When my Cruising World editor called to see whether I would be interested in representing the magazine on a promotional tour sponsored by Tourism New Zealand, which included stays in Auckland’s grandest hotel, dining out in haute-cuisine restaurants, touring award-winning wineries, respites in luxury seaside resorts, and sailing on a large and lush charter yacht in the famed Marlborough Sounds, I, of course, had to deliberate.
“After all,” I said, “I’m neck deep right now in a refit of Roger Henry.” Roger Henry is our well-traveled 36-foot steel sloop.
“It would mean time away from home,” I continued.
The editor cut in. “It includes a tour of the Emirates Team New Zealand America’s Cup base and a very good chance of a ride on the AC72 catamaran.”
“When do I leave?”
The answer was soon. My next problem was convincing my wife, Diana, that this constituted actual work. The “sure it’s hell, but somebody’s gotta do it” routine didn’t wash once she saw the itinerary, which would make a hardened hedonist blush. My guilt at leaving her behind and alone could have ruined the experience — well, almost. Fortunately, the good people at Tourism New Zealand agreed that Diana should come along as my photographer and minder, especially in regard to those winery tours.
For the sake of full disclosure, I must confess that I have a thing for Kiwi girls, one in particular. Having kept Diana at sea for several decades, at least subconsciously I must have known that one day she would have to return to her native hearth and home of New Zealand. Thus I have lived in and cruised out of the lovely little island nation for many years now. Nevertheless, I was determined to be as objective as possible and bring my Yankee judgment to bear in reporting on the attractions and attributes of “The Land of the Long White Cloud” as a cruising and chartering destination.
If you caught Chicago on a calm day, you might wonder why it is called “The Windy City,” but there is hardly a day in the year when Auckland’s moniker, “The City of Sails,” would come into question. As we entered the city on the arching North Harbour Bridge, Waitemata Harbour was awash in white canvas set off with bold splashes of colorful spinnakers — a keel boat regatta here, a youth dinghy-training fleet there and a classic schooner ghosting in between.
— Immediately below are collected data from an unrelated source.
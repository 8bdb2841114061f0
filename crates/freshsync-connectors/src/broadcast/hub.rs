//! Per-view broadcast state and fan-out.
//!
//! The hub holds one [`ViewChannel`] per view. A channel keeps the
//! view's current `key → payload` map so freshly connected clients get
//! a snapshot without touching upstream, plus the subscriber set.
//!
//! Lock discipline: the pipeline's sink task is the only writer; the
//! snapshot assembler and fan-out read under the same lock so a
//! snapshot is always atomic with `last_applied_ts`. The write lock is
//! held only long enough to apply one batch. Enqueueing to clients is a
//! `try_send` — a full queue evicts that client, never stalls the
//! pipeline.

use std::collections::HashMap;
use std::sync::atomic::{AtomicU64, Ordering};
use std::sync::Arc;

use parking_lot::RwLock;
use tokio::sync::{mpsc, watch};
use tracing::{debug, warn};
use tungstenite::Utf8Bytes;

use freshsync_core::consolidate::{FlushBatch, NetOp};
use freshsync_core::error::SyncError;
use freshsync_core::value::Row;

use super::protocol::{encode_frame, DeltaUpsert, ServerFrame, SnapshotEntry};

/// Unique identifier of one client session.
pub type ClientId = u64;

/// Counters for the broadcaster.
#[derive(Debug, Default)]
pub struct BroadcastMetrics {
    /// Sessions accepted over the process lifetime.
    pub sessions_total: AtomicU64,
    /// Currently connected sessions.
    pub clients_connected: AtomicU64,
    /// Frames enqueued to clients.
    pub frames_enqueued: AtomicU64,
    /// Frames dropped because a client queue was full.
    pub frames_dropped: AtomicU64,
    /// Sessions terminated for falling behind.
    pub slow_consumer_kicks: AtomicU64,
}

/// One subscribed client of one view.
#[derive(Debug)]
struct Subscriber {
    tx: mpsc::Sender<Utf8Bytes>,
    kill: watch::Sender<Option<String>>,
    /// Deltas with `ts <= snapshot_ts` are already reflected in the
    /// snapshot this client received.
    snapshot_ts: u64,
}

#[derive(Debug, Default)]
struct ViewState {
    rows: HashMap<String, serde_json::Value>,
    /// Rehydration staging; live `rows` keep serving until the swap.
    staged: Option<HashMap<String, serde_json::Value>>,
    last_applied_ts: u64,
    hydrated: bool,
    subscribers: HashMap<ClientId, Subscriber>,
}

/// Broadcast state of a single view.
#[derive(Debug)]
pub struct ViewChannel {
    view: String,
    state: RwLock<ViewState>,
    metrics: Arc<BroadcastMetrics>,
}

impl ViewChannel {
    fn new(view: String, metrics: Arc<BroadcastMetrics>) -> Self {
        Self {
            view,
            state: RwLock::new(ViewState::default()),
            metrics,
        }
    }

    /// The view this channel serves.
    #[must_use]
    pub fn view(&self) -> &str {
        &self.view
    }

    /// Number of subscribed clients.
    #[must_use]
    pub fn subscriber_count(&self) -> usize {
        self.state.read().subscribers.len()
    }

    /// Number of rows currently held.
    #[must_use]
    pub fn row_count(&self) -> usize {
        self.state.read().rows.len()
    }

    /// Timestamp of the last applied batch (or hydration cutoff).
    #[must_use]
    pub fn last_applied_ts(&self) -> u64 {
        self.state.read().last_applied_ts
    }

    /// Whether the first hydration has completed.
    #[must_use]
    pub fn is_hydrated(&self) -> bool {
        self.state.read().hydrated
    }

    /// Starts staging a (re)hydration snapshot.
    pub fn hydrate_begin(&self) {
        self.state.write().staged = Some(HashMap::new());
    }

    /// Stages one chunk of snapshot rows.
    ///
    /// # Errors
    ///
    /// Returns [`SyncError::ShapeError`] when a row has no JSON
    /// representation.
    pub fn hydrate_rows(&self, rows: Vec<(String, Row)>) -> Result<(), SyncError> {
        // Shape outside the lock; only the inserts need it.
        let mut shaped = Vec::with_capacity(rows.len());
        for (key, row) in rows {
            shaped.push((key, serde_json::Value::Object(row.to_json_object(false)?)));
        }
        let mut state = self.state.write();
        let staged = state.staged.get_or_insert_with(HashMap::new);
        staged.extend(shaped);
        Ok(())
    }

    /// Swaps the staged snapshot live. `cutoff_ts` is the first
    /// progress mark after the snapshot; `last_applied_ts` backs off to
    /// `cutoff_ts - 1` so the first post-cutoff batch is fanned out.
    ///
    /// Subscribers from before the swap are evicted: the swap can
    /// contain changes that were never sent as deltas (anything that
    /// happened while upstream was unreachable), and a client gets
    /// exactly one snapshot per session. Evicted clients reconnect and
    /// receive the fresh snapshot.
    pub fn hydrate_end(&self, cutoff_ts: u64) {
        let mut state = self.state.write();
        if let Some(staged) = state.staged.take() {
            state.rows = staged;
        }
        state.last_applied_ts = cutoff_ts.saturating_sub(1);
        state.hydrated = true;
        let evicted = state.subscribers.len();
        for (_, subscriber) in state.subscribers.drain() {
            let _ = subscriber.kill.send(Some("rehydrated".to_string()));
        }
        debug!(
            view = %self.view,
            rows = state.rows.len(),
            cutoff_ts,
            evicted,
            "broadcast state hydrated"
        );
    }

    /// Applies one batch: updates the state map, then fans the delta
    /// frame out to every subscriber past its snapshot cutoff.
    ///
    /// # Errors
    ///
    /// Returns [`SyncError::ShapeError`] when an upserted row has no
    /// JSON representation.
    pub fn apply(&self, batch: &FlushBatch) -> Result<(), SyncError> {
        let mut upserts = Vec::new();
        let mut deletes = Vec::new();
        for op in &batch.ops {
            match op {
                NetOp::Upsert { key, row } => upserts.push(DeltaUpsert {
                    key: key.clone(),
                    row: serde_json::Value::Object(row.to_json_object(false)?),
                }),
                NetOp::Delete { key } => deletes.push(key.clone()),
            }
        }
        let frame = encode_frame(&ServerFrame::Delta {
            view: self.view.clone(),
            upserts: upserts.clone(),
            deletes: deletes.clone(),
            ts: batch.ts,
        })?;

        let mut state = self.state.write();
        for upsert in upserts {
            state.rows.insert(upsert.key, upsert.row);
        }
        for key in &deletes {
            state.rows.remove(key);
        }
        state.last_applied_ts = batch.ts;

        let mut slow = Vec::new();
        let mut gone = Vec::new();
        for (&id, subscriber) in &state.subscribers {
            if batch.ts <= subscriber.snapshot_ts {
                continue;
            }
            match subscriber.tx.try_send(frame.clone()) {
                Ok(()) => {
                    self.metrics.frames_enqueued.fetch_add(1, Ordering::Relaxed);
                }
                Err(mpsc::error::TrySendError::Full(_)) => slow.push(id),
                Err(mpsc::error::TrySendError::Closed(_)) => gone.push(id),
            }
        }
        for id in slow {
            if let Some(subscriber) = state.subscribers.remove(&id) {
                self.metrics.frames_dropped.fetch_add(1, Ordering::Relaxed);
                self.metrics
                    .slow_consumer_kicks
                    .fetch_add(1, Ordering::Relaxed);
                warn!(view = %self.view, client = id, "evicting slow consumer");
                let _ = subscriber.kill.send(Some("slow_consumer".to_string()));
            }
        }
        for id in gone {
            state.subscribers.remove(&id);
        }
        Ok(())
    }

    /// Subscribes a client: enqueues the snapshot frames and registers
    /// the client at the current cutoff, atomically with the state.
    ///
    /// # Errors
    ///
    /// Returns [`SyncError::SlowConsumer`] when the snapshot does not
    /// fit the client's queue; the caller must terminate the session.
    pub fn subscribe(
        &self,
        client_id: ClientId,
        tx: mpsc::Sender<Utf8Bytes>,
        kill: watch::Sender<Option<String>>,
        chunk_rows: usize,
    ) -> Result<(), SyncError> {
        let chunk_rows = chunk_rows.max(1);
        let mut state = self.state.write();

        let entries: Vec<SnapshotEntry> = state
            .rows
            .iter()
            .map(|(key, row)| SnapshotEntry {
                key: key.clone(),
                row: row.clone(),
            })
            .collect();
        let mut frames = Vec::with_capacity(entries.len() / chunk_rows + 2);
        for chunk in entries.chunks(chunk_rows) {
            frames.push(encode_frame(&ServerFrame::Snapshot {
                view: self.view.clone(),
                rows: chunk.to_vec(),
            })?);
        }
        frames.push(encode_frame(&ServerFrame::SnapshotEnd {
            view: self.view.clone(),
        })?);

        for frame in frames {
            if tx.try_send(frame).is_err() {
                return Err(SyncError::SlowConsumer(client_id));
            }
            self.metrics.frames_enqueued.fetch_add(1, Ordering::Relaxed);
        }

        let snapshot_ts = state.last_applied_ts;
        state.subscribers.insert(
            client_id,
            Subscriber {
                tx,
                kill,
                snapshot_ts,
            },
        );
        debug!(view = %self.view, client = client_id, snapshot_ts, "client subscribed");
        Ok(())
    }

    /// Removes a client's subscription, if present.
    pub fn unsubscribe(&self, client_id: ClientId) {
        self.state.write().subscribers.remove(&client_id);
    }

    /// Evicts every subscriber with the given reason.
    pub fn kick_all(&self, reason: &str) {
        let mut state = self.state.write();
        for (_, subscriber) in state.subscribers.drain() {
            let _ = subscriber.kill.send(Some(reason.to_string()));
        }
    }
}

/// Registry of view channels plus broadcaster-wide counters.
#[derive(Debug, Default)]
pub struct BroadcastHub {
    views: RwLock<HashMap<String, Arc<ViewChannel>>>,
    next_client_id: AtomicU64,
    metrics: Arc<BroadcastMetrics>,
}

impl BroadcastHub {
    /// Creates an empty hub.
    #[must_use]
    pub fn new() -> Self {
        Self::default()
    }

    /// Returns the channel for `view`, creating it if needed.
    #[must_use]
    pub fn register_view(&self, view: &str) -> Arc<ViewChannel> {
        let mut views = self.views.write();
        Arc::clone(views.entry(view.to_string()).or_insert_with(|| {
            Arc::new(ViewChannel::new(
                view.to_string(),
                Arc::clone(&self.metrics),
            ))
        }))
    }

    /// Looks up a channel without creating it.
    #[must_use]
    pub fn get_view(&self, view: &str) -> Option<Arc<ViewChannel>> {
        self.views.read().get(view).map(Arc::clone)
    }

    /// Registered view names.
    #[must_use]
    pub fn view_names(&self) -> Vec<String> {
        self.views.read().keys().cloned().collect()
    }

    /// Allocates the next client id.
    #[must_use]
    pub fn next_client_id(&self) -> ClientId {
        self.next_client_id.fetch_add(1, Ordering::Relaxed) + 1
    }

    /// Handle to the broadcaster counters.
    #[must_use]
    pub fn metrics(&self) -> Arc<BroadcastMetrics> {
        Arc::clone(&self.metrics)
    }

    /// Evicts every subscriber of every view (controlled shutdown).
    pub fn kick_all(&self, reason: &str) {
        for channel in self.views.read().values() {
            channel.kick_all(reason);
        }
    }
}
Beneath Auckland’s signature Sky Tower lies Westhaven Marina. With nearly 2,000 slips and moorings, Westhaven is the largest marina in the Southern Hemisphere. It does not just dominate the city’s waterfront, it defines it, for with one boat for every three households, Auckland easily boasts the highest number of sailboats per capita in the world.
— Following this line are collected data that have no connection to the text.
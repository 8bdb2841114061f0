//! Error types for the synchronization core.
//!
//! [`SyncError`] is the unified error for every stage of a pipeline.
//! Variants fall into five families with different blast radii:
//!
//! - **Transient**: recovered by the supervisor's reconnect loop.
//! - **Protocol**: fatal for the affected pipeline only.
//! - **Config**: fatal for the whole process at startup.
//! - **Sink**: per-item rejections are absorbed locally; shape errors
//!   are fatal for the pipeline.
//! - **Client**: terminate one broadcast session only.

use thiserror::Error;

/// Errors that can occur anywhere in a sync pipeline.
#[derive(Debug, Error)]
pub enum SyncError {
    // ── Transient (supervisor reconnects) ──
    /// The upstream engine or a sink endpoint is unreachable.
    #[error("upstream unavailable: {0}")]
    NetworkUnavailable(String),

    /// The subscription stream ended; it is expected to be infinite.
    #[error("change stream ended")]
    StreamEnded,

    /// A sink bulk request did not complete within its deadline.
    #[error("sink request timed out after {0}ms")]
    SinkTimeout(u64),

    // ── Protocol (fatal per pipeline) ──
    /// The subscribed view does not exist upstream.
    #[error("view '{0}' does not exist upstream")]
    ViewNotFound(String),

    /// A change row carried a diff outside {-1, +1}.
    #[error("unexpected diff {diff} for key '{key}'")]
    UnexpectedDiff {
        /// Row key of the offending change.
        key: String,
        /// The diff value as received.
        diff: i64,
    },

    /// The configured key column is absent, null, or empty.
    #[error("key column '{0}' missing or empty")]
    MissingKeyColumn(String),

    /// A change or progress row carried no timestamp.
    #[error("row carries no timestamp")]
    MissingTimestamp,

    /// A timestamp regressed below the last flushed batch.
    #[error("timestamp {ts} regressed below flushed watermark {watermark}")]
    NonMonotonicTimestamp {
        /// The regressed timestamp.
        ts: u64,
        /// The watermark it fell below.
        watermark: u64,
    },

    /// The net diff for one key exceeded ±1 within a progress window.
    #[error("net diff for key '{0}' exceeded \u{b1}1 within one progress window")]
    NetDiffOverflow(String),

    /// A snapshot row appeared after hydration completed.
    #[error("snapshot row received outside the snapshot phase")]
    UnexpectedSnapshotRow,

    /// A cell value could not be parsed as its declared column type.
    #[error("column '{column}': cannot parse '{value}' as {ty}")]
    UnparseableColumn {
        /// Column name.
        column: String,
        /// Offending text value.
        value: String,
        /// Declared column type.
        ty: String,
    },

    /// A row's arity did not match the captured view schema.
    #[error("row has {got} columns, schema has {want}")]
    ColumnCountMismatch {
        /// Columns received.
        got: usize,
        /// Columns expected.
        want: usize,
    },

    /// Upstream rejected the configured credentials.
    #[error("authentication failed: {0}")]
    AuthenticationFailed(String),

    // ── Config (fatal process-wide) ──
    /// A pipeline descriptor line could not be parsed or validated.
    #[error("invalid pipeline descriptor: {0}")]
    InvalidDescriptor(String),

    /// An endpoint URL could not be parsed or resolved.
    #[error("unresolvable endpoint '{endpoint}': {reason}")]
    UnresolvableEndpoint {
        /// The endpoint as configured.
        endpoint: String,
        /// Why it could not be used.
        reason: String,
    },

    /// A required configuration value is missing.
    #[error("missing required config: {0}")]
    MissingConfig(String),

    // ── Sink ──
    /// The sink rejected a single document; the stream continues and the
    /// next hydration repairs the drift.
    #[error("sink rejected document '{key}': {reason}")]
    PerItemRejected {
        /// Row key of the rejected document.
        key: String,
        /// Sink-reported reason.
        reason: String,
    },

    /// A payload value could not be shaped into a sink document.
    #[error("cannot shape column '{column}': {reason}")]
    ShapeError {
        /// Column name.
        column: String,
        /// Why shaping failed.
        reason: String,
    },

    // ── Client (terminate one session) ──
    /// A broadcast client sent a frame the server cannot interpret.
    #[error("bad client frame: {0}")]
    BadFrame(String),

    /// A broadcast client's outbound queue overflowed.
    #[error("client {0} cannot keep up")]
    SlowConsumer(u64),

    // ── Control flow ──
    /// The pipeline is shutting down; not a failure.
    #[error("pipeline is shutting down")]
    Cancelled,

    /// An error that does not fit the other categories.
    #[error("internal error: {0}")]
    Internal(String),

    /// An I/O error from the underlying system.
    #[error("I/O error: {0}")]
    Io(#[from] std::io::Error),
}

impl SyncError {
    /// Returns `true` if the supervisor should reconnect rather than halt.
    #[must_use]
    pub fn is_transient(&self) -> bool {
        matches!(
            self,
            SyncError::NetworkUnavailable(_)
                | SyncError::StreamEnded
                | SyncError::SinkTimeout(_)
                | SyncError::Io(_)
        )
    }

    /// Returns `true` for configuration errors that abort startup.
    #[must_use]
    pub fn is_config(&self) -> bool {
        matches!(
            self,
            SyncError::InvalidDescriptor(_)
                | SyncError::UnresolvableEndpoint { .. }
                | SyncError::MissingConfig(_)
        )
    }

    /// Returns `true` for upstream schema errors (exit code 2 territory).
    #[must_use]
    pub fn is_schema(&self) -> bool {
        matches!(
            self,
            SyncError::ViewNotFound(_) | SyncError::ColumnCountMismatch { .. }
        )
    }

    /// Short classification label used in structured logs.
    #[must_use]
    pub fn kind(&self) -> &'static str {
        match self {
            SyncError::NetworkUnavailable(_) => "network_unavailable",
            SyncError::StreamEnded => "stream_ended",
            SyncError::SinkTimeout(_) => "sink_timeout",
            SyncError::ViewNotFound(_) => "view_not_found",
            SyncError::UnexpectedDiff { .. } => "unexpected_diff",
            SyncError::MissingKeyColumn(_) => "missing_key_column",
            SyncError::MissingTimestamp => "missing_timestamp",
            SyncError::NonMonotonicTimestamp { .. } => "non_monotonic_timestamp",
            SyncError::NetDiffOverflow(_) => "net_diff_overflow",
            SyncError::UnexpectedSnapshotRow => "unexpected_snapshot_row",
            SyncError::UnparseableColumn { .. } => "unparseable_column",
            SyncError::ColumnCountMismatch { .. } => "column_count_mismatch",
            SyncError::AuthenticationFailed(_) => "authentication_failed",
            SyncError::InvalidDescriptor(_) => "invalid_descriptor",
            SyncError::UnresolvableEndpoint { .. } => "unresolvable_endpoint",
            SyncError::MissingConfig(_) => "missing_config",
            SyncError::PerItemRejected { .. } => "per_item_rejected",
            SyncError::ShapeError { .. } => "shape_error",
            SyncError::BadFrame(_) => "bad_frame",
            SyncError::SlowConsumer(_) => "slow_consumer",
            SyncError::Cancelled => "cancelled",
            SyncError::Internal(_) => "internal",
            SyncError::Io(_) => "io",
        }
    }
}

#[cfg(test)]
mod tests {
    use super::*;

    #[test]
    fn test_transient_classification() {
        assert!(SyncError::NetworkUnavailable("down".into()).is_transient());
        assert!(SyncError::StreamEnded.is_transient());
        assert!(SyncError::SinkTimeout(30_000).is_transient());
        assert!(!SyncError::ViewNotFound("orders".into()).is_transient());
        assert!(!SyncError::Cancelled.is_transient());
    }

    #[test]
    fn test_config_classification() {
        assert!(SyncError::MissingConfig("UPSTREAM_URL".into()).is_config());
        assert!(SyncError::InvalidDescriptor("bad line".into()).is_config());
        assert!(!SyncError::StreamEnded.is_config());
    }

    #[test]
    fn test_schema_classification() {
        assert!(SyncError::ViewNotFound("nonexistent".into()).is_schema());
        assert!(!SyncError::NetworkUnavailable("x".into()).is_schema());
    }

    #[test]
    fn test_display_contains_context() {
        let err = SyncError::UnexpectedDiff {
            key: "o1".into(),
            diff: 2,
        };
        assert!(err.to_string().contains("o1"));
        assert!(err.to_string().contains('2'));

        let err = SyncError::NonMonotonicTimestamp {
            ts: 3,
            watermark: 7,
        };
        assert!(err.to_string().contains('3'));
        assert!(err.to_string().contains('7'));
    }

    #[test]
    fn test_kind_labels() {
        assert_eq!(SyncError::StreamEnded.kind(), "stream_ended");
        assert_eq!(
            SyncError::SlowConsumer(7).kind(),
            "slow_consumer"
        );
    }
}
One reason for this is that New Zealanders suffer from two consuming obsessions: rugby and sailing. I say suffer because they are very proud to, as they say, punch above their weight. This nation of a mere 4 million people has dominated both sports to such an extent that victory is their default expectation, and even a single defeat is crushing. When New Zealand loses a major international sporting event, the value of its dollar can drop, and the nation plunges into a period of morose despair. When it wins the big game or race, well, you need to set aside a week for the victory party.
But for all their reputation as racers, most Kiwi sailors are avid cruisers also. Perched right on Auckland’s doorstep is the stunning 1,600-square-mile Hauraki Gulf. A busy boat owner can drop the lines from any one of a multitude of city marinas in the morning, and, with a moderate breeze, be tied up to a chic art café on Waiheke Island in time for lunch. If time allows, an intrepid cruiser can venture out to Great Barrier Island, which rivals even Bora Bora for the title of the world’s most beautiful island. To the east lies the mountainous Coromandel Peninsula. To the north rests Kawau Island. The gulf, dotted with 47 islands, is fringed with white sand beaches and verdant native bush. Because the region is semi-tropical, the sailing season runs throughout the year, but the highlight is, of course, those sunny summers, which last from November to April.
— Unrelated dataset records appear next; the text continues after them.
//! Process configuration assembly.
//!
//! Everything comes from the environment plus the descriptor file; any
//! failure here is fatal for the whole process (exit code 1).

use std::path::Path;
use std::time::Duration;

use freshsync_connectors::broadcast::BroadcastConfig;
use freshsync_connectors::search::SearchSinkConfig;
use freshsync_connectors::upstream::UpstreamConfig;
use freshsync_core::descriptor::{load_descriptors, PipelineDescriptor, SinkKind};
use freshsync_core::error::SyncError;
use freshsync_core::pipeline::PipelineConfig;
use freshsync_core::retry::RetryPolicy;

/// Fully resolved process configuration.
#[derive(Debug)]
pub struct ServerConfig {
    /// Pipelines to run.
    pub descriptors: Vec<PipelineDescriptor>,
    /// Upstream connection settings.
    pub upstream: UpstreamConfig,
    /// Search sink settings; present when any descriptor targets it.
    pub search: Option<SearchSinkConfig>,
    /// Broadcast settings; used when any descriptor targets it.
    pub broadcast: BroadcastConfig,
    /// Per-pipeline tunables (shared).
    pub pipeline: PipelineConfig,
}

impl ServerConfig {
    /// Loads the descriptor file and the environment.
    ///
    /// # Errors
    ///
    /// Returns a config-class [`SyncError`] on any missing or malformed
    /// setting.
    pub fn load(descriptor_path: &Path) -> Result<Self, SyncError> {
        let descriptors = load_descriptors(descriptor_path)?;
        let upstream = UpstreamConfig::from_env()?;
        let search = if descriptors.iter().any(|d| d.sink == SinkKind::Search) {
            Some(SearchSinkConfig::from_env()?)
        } else {
            None
        };
        let broadcast = BroadcastConfig::from_env()?;
        let pipeline = PipelineConfig {
            retry: retry_from_env()?,
            ..PipelineConfig::default()
        };
        Ok(Self {
            descriptors,
            upstream,
            search,
            broadcast,
            pipeline,
        })
    }

    /// Whether any pipeline feeds the broadcaster.
    #[must_use]
    pub fn needs_broadcast(&self) -> bool {
        self.descriptors
            .iter()
            .any(|d| d.sink == SinkKind::Broadcast)
    }
}

/// Builds the reconnect schedule from `RETRY_*`, falling back to the
/// documented defaults (1 s, ×2, capped at 30 s).
fn retry_from_env() -> Result<RetryPolicy, SyncError> {
    let defaults = RetryPolicy::default();
    let initial = env_millis("RETRY_INITIAL_DELAY_MS")?.unwrap_or(defaults.initial);
    let max = env_millis("RETRY_MAX_DELAY_MS")?.unwrap_or(defaults.max);
    let multiplier = match std::env::var("RETRY_BACKOFF_MULTIPLIER") {
        Err(_) => defaults.multiplier,
        Ok(text) => text
            .parse()
            .map_err(|_| SyncError::UnresolvableEndpoint {
                endpoint: "RETRY_BACKOFF_MULTIPLIER".to_string(),
                reason: format!("'{text}' is not a number"),
            })?,
    };
    Ok(RetryPolicy::new(initial, max, multiplier))
}

fn env_millis(name: &str) -> Result<Option<Duration>, SyncError> {
    match std::env::var(name) {
        Err(_) => Ok(None),
        Ok(text) => text
            .parse()
            .map(Duration::from_millis)
            .map(Some)
            .map_err(|_| SyncError::UnresolvableEndpoint {
                endpoint: name.to_string(),
                reason: format!("'{text}' is not a number"),
            }),
    }
}

#[cfg(test)]
mod tests {
    use super::*;
    use std::io::Write;

    #[test]
    fn test_load_requires_descriptor_file() {
        let err = ServerConfig::load(Path::new("/nonexistent/pipelines.conf")).unwrap_err();
        assert!(err.is_config());
    }

    #[test]
    fn test_load_requires_upstream_url() {
        // UPSTREAM_URL is unset in the test environment.
        let mut file = tempfile_path();
        writeln!(file.1, "orders_search_source,broadcast,order_id").unwrap();
        drop(file.1);
        let err = ServerConfig::load(&file.0).unwrap_err();
        assert!(err.is_config());
        std::fs::remove_file(&file.0).ok();
    }

    fn tempfile_path() -> (std::path::PathBuf, std::fs::File) {
        let path = std::env::temp_dir().join(format!(
            "freshsync-test-{}.conf",
            std::process::id()
        ));
        let file = std::fs::File::create(&path).unwrap();
        (path, file)
    }
}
We were invited to lunch with Steve Burrett, commodore of the Royal New Zealand Yacht Squadron, the country’s oldest and most prestigious yacht club.Coincidentally, the club can trace its origins back to 1851, the very year that a vessel named_ America_ won an invitational challenge around the Isle of Wight. And so the America’s Cup began. The RNZYS has not taken its eyes off the Cup since, twice displaying the Auld Mug in the club’s overflowing trophy case.
However plush and prestigious the club may be, stuffy it is not. When the commodore heard that lunch with him conflicted with my chance to get that ride on the AC72, he said, “Get down there right now. Crikey, I’d leave you standing here with sandwich in hand if I had that chance.”
I took his advice and his leave. Diana and I were ushered through the tight security of the Emirates Team New Zealand entrance, and other than being asked not to photograph certain mysterious appendages on the 72-foot catamaran, were given access to the entire base. No child in a Willie Wonka chocolate factory could have been as awe-struck as I, for this sailboat race, with all its acrimonious history, litigious sideshows and overblown personalities, still presents to the winner the oldest trophy in sporting history, the America’s Cup.
The AC72’s translucent wing mast is larger than the wing of an Airbus. The catamaran itself is a sprawling complexity of space-age materials and exotic curves. The design room was abuzz with dozens of engineers manipulating 3-D images on massive computer screens, crunching infinite numbers looking for that final nth of an nth of a degree of efficiency.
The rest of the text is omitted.